___ RECORDS FOR THIS TASK ___

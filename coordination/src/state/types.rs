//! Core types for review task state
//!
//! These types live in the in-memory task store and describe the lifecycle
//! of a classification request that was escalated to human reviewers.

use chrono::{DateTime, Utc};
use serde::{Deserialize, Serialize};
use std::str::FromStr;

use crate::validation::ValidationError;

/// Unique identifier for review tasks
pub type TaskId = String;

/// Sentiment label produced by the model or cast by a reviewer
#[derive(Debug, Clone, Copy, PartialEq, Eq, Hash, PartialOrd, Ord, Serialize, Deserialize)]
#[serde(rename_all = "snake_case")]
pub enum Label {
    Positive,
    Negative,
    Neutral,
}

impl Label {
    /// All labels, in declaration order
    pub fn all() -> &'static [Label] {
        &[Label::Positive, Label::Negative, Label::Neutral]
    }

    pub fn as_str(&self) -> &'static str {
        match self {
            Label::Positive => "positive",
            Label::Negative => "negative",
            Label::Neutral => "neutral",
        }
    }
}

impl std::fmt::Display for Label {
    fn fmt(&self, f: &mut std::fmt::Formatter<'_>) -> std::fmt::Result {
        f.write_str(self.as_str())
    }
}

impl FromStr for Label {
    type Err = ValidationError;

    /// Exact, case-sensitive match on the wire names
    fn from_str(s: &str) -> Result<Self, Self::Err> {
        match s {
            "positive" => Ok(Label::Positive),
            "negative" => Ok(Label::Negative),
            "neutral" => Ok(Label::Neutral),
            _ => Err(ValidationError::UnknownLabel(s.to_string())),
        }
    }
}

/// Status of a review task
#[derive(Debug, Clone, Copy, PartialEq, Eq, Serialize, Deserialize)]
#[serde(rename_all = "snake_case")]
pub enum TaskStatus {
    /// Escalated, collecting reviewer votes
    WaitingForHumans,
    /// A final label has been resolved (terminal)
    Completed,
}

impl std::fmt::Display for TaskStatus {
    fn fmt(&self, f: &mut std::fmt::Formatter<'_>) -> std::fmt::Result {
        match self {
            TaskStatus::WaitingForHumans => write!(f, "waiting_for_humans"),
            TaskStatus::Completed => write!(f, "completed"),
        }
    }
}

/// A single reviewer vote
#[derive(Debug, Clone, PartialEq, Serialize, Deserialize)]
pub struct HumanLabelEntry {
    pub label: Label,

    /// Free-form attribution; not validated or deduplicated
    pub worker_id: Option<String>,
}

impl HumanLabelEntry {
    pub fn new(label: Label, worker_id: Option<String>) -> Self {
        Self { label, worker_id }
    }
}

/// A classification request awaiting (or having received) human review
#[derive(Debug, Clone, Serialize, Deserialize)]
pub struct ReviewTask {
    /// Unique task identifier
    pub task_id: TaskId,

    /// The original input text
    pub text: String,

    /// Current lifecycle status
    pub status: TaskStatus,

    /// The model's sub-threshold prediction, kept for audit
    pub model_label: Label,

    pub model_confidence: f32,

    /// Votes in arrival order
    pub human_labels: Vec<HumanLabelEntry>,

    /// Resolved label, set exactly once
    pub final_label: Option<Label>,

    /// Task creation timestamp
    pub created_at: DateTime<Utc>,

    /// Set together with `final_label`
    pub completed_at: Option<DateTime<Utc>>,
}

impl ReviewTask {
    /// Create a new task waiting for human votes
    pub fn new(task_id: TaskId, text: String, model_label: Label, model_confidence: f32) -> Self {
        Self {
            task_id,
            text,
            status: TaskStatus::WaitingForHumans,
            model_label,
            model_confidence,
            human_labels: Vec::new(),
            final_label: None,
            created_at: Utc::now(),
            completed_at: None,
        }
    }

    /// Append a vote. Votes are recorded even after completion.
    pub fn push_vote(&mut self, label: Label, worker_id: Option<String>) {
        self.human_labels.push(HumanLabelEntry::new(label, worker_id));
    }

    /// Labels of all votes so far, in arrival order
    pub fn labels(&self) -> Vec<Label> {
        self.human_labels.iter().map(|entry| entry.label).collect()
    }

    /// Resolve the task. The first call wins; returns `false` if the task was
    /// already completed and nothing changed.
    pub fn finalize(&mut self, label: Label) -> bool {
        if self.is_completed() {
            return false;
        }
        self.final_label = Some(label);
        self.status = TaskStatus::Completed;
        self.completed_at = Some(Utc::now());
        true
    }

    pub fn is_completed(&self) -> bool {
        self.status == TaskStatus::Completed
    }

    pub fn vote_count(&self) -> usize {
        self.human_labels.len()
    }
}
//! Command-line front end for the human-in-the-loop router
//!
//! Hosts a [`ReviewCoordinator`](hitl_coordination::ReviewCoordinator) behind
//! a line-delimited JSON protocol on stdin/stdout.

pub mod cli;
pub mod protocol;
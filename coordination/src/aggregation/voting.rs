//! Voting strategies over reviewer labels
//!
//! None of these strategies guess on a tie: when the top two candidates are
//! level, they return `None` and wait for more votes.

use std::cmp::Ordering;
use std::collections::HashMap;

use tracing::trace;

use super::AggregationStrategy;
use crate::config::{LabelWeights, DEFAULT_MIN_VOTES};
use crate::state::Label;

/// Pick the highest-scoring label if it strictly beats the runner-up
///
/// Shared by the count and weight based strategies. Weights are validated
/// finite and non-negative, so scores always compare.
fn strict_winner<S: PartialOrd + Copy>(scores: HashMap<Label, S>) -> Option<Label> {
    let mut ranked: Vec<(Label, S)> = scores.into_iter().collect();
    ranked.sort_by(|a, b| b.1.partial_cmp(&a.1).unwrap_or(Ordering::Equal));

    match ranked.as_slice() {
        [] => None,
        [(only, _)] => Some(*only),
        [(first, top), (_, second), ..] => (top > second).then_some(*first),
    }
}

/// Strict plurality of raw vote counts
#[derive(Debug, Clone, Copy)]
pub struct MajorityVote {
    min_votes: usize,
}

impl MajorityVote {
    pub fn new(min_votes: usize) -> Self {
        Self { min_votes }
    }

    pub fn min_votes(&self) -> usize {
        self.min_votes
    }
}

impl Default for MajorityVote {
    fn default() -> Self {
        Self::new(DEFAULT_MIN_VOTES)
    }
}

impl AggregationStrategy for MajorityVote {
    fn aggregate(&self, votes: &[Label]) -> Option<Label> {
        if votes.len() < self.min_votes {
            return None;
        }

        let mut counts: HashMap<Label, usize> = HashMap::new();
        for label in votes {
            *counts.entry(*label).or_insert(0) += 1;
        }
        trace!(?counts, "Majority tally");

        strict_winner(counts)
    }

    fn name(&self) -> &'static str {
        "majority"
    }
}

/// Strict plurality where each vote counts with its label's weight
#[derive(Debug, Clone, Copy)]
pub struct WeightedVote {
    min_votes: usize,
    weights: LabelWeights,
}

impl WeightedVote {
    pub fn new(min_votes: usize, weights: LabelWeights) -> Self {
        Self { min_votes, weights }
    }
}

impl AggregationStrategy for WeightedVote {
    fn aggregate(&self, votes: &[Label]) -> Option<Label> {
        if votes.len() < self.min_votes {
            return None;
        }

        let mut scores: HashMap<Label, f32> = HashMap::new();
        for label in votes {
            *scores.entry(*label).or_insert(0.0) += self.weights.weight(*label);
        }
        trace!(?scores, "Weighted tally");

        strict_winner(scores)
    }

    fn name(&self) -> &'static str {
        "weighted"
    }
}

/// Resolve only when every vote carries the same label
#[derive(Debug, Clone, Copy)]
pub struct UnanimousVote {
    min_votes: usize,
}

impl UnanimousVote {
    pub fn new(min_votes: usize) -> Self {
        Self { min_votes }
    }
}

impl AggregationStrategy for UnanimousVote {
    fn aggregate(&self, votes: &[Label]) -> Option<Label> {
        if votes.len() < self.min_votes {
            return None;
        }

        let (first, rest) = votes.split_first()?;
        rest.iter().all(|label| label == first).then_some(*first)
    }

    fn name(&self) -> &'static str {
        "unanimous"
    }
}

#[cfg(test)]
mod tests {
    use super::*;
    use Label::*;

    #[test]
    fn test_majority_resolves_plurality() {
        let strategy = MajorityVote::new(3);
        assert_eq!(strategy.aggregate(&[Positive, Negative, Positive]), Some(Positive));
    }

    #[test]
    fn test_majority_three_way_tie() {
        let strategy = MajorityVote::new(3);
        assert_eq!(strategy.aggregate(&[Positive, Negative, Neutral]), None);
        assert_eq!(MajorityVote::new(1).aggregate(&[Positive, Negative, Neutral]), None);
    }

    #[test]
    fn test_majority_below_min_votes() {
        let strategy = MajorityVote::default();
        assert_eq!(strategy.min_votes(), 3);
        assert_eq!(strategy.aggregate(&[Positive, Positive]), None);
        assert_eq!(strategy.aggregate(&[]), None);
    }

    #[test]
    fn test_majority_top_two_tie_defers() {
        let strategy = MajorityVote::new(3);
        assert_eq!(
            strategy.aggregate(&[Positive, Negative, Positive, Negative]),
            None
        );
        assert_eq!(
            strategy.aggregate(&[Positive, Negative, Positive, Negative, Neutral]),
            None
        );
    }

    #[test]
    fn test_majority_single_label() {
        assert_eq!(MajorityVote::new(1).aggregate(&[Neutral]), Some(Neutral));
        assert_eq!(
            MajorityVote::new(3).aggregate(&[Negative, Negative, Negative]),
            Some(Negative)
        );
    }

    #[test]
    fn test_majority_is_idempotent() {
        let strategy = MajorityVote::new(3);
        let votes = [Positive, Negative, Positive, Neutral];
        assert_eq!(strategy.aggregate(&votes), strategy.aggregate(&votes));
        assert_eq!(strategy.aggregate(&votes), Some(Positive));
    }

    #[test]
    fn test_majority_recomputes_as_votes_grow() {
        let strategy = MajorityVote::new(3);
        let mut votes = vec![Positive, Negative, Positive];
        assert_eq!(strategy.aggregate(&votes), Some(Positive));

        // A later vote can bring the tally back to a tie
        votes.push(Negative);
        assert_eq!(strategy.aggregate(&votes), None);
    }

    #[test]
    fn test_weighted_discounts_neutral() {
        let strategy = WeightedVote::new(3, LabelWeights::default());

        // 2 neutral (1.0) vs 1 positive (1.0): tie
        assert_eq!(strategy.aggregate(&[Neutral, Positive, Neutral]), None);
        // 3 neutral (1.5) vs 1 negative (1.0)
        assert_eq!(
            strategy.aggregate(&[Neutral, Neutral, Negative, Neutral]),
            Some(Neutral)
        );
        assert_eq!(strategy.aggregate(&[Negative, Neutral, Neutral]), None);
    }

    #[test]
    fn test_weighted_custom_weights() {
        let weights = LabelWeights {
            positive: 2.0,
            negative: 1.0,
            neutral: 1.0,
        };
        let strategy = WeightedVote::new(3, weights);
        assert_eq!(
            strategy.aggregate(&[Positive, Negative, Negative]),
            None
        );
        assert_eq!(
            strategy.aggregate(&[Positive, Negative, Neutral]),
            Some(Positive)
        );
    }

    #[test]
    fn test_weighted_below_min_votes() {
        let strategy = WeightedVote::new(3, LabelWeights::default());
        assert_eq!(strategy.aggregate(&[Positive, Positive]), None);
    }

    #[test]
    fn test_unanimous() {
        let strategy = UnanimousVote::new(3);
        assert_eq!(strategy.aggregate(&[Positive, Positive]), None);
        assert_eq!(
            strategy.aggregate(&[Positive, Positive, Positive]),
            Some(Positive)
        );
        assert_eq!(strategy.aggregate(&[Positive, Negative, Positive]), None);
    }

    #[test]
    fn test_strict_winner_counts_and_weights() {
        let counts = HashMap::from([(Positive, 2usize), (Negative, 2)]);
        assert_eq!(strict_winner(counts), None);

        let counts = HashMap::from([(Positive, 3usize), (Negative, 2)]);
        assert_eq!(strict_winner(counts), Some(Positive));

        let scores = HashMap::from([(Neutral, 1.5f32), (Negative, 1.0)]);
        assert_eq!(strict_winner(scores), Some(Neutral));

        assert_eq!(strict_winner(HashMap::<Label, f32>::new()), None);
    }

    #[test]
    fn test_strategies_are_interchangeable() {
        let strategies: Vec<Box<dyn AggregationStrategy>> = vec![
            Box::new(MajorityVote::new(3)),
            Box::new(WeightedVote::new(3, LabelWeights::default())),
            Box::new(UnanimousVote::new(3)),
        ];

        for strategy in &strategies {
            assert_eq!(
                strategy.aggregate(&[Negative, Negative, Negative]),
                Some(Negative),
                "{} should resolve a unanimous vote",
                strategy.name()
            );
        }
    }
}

___
___ RECORDS FOR THIS TASK ___

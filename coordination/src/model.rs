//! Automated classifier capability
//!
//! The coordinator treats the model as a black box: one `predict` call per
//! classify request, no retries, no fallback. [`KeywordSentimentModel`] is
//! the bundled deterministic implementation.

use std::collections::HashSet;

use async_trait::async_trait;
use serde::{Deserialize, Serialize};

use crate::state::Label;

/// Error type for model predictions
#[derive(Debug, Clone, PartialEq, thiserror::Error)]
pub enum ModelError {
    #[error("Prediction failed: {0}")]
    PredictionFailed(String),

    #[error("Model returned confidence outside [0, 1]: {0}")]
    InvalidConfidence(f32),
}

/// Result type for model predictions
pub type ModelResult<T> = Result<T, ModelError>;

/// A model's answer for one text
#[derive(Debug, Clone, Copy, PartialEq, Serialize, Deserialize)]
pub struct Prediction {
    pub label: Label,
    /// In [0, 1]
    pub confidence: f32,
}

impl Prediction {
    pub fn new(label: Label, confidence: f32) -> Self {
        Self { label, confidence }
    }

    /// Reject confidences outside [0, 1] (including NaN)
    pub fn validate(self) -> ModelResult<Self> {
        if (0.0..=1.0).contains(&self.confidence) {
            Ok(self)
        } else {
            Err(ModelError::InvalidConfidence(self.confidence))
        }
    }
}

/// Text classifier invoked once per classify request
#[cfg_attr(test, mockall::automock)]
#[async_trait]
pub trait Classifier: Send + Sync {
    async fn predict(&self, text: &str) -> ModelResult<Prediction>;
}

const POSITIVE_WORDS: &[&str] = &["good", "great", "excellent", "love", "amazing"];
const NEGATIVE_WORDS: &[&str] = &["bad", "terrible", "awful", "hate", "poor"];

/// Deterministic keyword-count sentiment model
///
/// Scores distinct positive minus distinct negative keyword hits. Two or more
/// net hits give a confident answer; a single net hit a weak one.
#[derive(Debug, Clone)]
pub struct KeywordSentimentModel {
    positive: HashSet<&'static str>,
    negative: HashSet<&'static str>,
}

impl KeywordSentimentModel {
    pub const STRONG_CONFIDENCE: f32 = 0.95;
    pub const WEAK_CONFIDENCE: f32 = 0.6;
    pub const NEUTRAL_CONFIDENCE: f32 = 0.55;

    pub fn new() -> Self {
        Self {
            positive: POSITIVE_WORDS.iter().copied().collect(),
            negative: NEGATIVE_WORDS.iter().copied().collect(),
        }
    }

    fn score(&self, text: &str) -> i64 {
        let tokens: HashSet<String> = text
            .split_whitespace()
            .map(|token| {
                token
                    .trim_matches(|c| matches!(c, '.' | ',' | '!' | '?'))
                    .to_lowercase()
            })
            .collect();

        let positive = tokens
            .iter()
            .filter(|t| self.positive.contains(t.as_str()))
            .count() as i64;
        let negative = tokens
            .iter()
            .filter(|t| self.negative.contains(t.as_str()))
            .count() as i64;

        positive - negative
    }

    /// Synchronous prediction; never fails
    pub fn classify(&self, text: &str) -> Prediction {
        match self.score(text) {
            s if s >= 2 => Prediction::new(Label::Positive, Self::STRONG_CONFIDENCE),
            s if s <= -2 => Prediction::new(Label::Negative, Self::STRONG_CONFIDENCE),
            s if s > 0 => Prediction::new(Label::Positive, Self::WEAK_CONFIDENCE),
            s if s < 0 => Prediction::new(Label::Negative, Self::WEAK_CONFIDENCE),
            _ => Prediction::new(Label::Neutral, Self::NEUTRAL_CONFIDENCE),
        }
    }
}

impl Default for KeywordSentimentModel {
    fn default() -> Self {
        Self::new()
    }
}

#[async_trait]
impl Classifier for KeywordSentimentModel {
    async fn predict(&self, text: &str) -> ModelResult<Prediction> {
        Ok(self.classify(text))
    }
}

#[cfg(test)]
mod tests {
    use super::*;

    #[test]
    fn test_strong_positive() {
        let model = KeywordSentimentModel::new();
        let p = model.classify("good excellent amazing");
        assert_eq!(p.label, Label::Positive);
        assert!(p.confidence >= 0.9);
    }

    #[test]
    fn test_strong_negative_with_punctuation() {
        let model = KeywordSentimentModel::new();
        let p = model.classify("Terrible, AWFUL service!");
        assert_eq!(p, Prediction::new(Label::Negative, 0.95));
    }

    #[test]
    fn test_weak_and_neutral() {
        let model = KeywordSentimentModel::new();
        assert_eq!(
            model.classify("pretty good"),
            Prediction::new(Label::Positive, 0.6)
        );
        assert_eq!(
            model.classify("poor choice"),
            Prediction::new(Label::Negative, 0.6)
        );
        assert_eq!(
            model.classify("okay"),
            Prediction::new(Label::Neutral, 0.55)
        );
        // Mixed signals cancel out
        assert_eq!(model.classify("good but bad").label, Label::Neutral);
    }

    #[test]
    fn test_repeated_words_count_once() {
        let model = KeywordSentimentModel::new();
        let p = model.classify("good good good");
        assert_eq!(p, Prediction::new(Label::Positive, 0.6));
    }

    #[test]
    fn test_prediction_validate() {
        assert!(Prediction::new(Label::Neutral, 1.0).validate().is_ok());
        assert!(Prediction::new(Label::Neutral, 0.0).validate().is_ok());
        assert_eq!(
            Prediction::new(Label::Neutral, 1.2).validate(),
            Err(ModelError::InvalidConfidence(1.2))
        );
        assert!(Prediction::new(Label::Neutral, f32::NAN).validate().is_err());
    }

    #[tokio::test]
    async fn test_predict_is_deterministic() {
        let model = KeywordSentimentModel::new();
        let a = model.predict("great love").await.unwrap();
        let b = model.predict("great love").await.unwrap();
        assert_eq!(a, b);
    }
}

___
___ RECORDS FOR THIS TASK ___

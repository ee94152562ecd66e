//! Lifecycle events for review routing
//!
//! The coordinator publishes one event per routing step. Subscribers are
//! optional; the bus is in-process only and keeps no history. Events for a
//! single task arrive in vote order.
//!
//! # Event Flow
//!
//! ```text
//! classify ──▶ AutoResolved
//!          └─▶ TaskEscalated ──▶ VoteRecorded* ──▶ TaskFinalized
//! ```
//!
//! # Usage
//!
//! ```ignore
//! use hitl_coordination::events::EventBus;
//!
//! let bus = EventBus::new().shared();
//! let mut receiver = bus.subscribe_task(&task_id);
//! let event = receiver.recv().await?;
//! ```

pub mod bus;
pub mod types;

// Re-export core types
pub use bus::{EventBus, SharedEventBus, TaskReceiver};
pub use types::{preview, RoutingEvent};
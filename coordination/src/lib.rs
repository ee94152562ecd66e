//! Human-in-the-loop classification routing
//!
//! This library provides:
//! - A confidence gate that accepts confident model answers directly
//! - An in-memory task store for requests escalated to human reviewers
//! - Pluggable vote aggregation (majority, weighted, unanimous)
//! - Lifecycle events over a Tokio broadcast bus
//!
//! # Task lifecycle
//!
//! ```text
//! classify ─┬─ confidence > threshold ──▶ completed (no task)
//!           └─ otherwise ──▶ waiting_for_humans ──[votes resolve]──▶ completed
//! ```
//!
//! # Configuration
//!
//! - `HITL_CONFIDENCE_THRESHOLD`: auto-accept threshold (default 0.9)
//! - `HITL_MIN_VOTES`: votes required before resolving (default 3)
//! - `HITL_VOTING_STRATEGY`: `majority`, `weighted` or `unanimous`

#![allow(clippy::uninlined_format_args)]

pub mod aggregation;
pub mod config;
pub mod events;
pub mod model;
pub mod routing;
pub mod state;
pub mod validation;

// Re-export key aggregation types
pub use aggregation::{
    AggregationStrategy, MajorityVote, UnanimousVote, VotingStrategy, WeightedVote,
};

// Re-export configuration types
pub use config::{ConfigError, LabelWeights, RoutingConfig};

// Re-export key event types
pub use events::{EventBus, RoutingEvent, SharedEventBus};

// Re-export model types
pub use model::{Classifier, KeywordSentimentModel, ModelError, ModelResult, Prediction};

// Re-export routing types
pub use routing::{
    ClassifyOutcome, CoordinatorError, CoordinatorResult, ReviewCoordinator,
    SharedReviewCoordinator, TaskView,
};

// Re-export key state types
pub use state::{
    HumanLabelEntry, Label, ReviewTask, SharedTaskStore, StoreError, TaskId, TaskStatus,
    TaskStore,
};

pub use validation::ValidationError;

___

TASK DIRECTIONS: All lines that contain the word "state" must be copied from the records above.

COMPLETED TASK:
filename coordination/src/state/types.rs
//! Core types for review task state
use crate::state::Label;
use crate::state::Label;
pub mod state;
// Re-export key state types
pub use state::{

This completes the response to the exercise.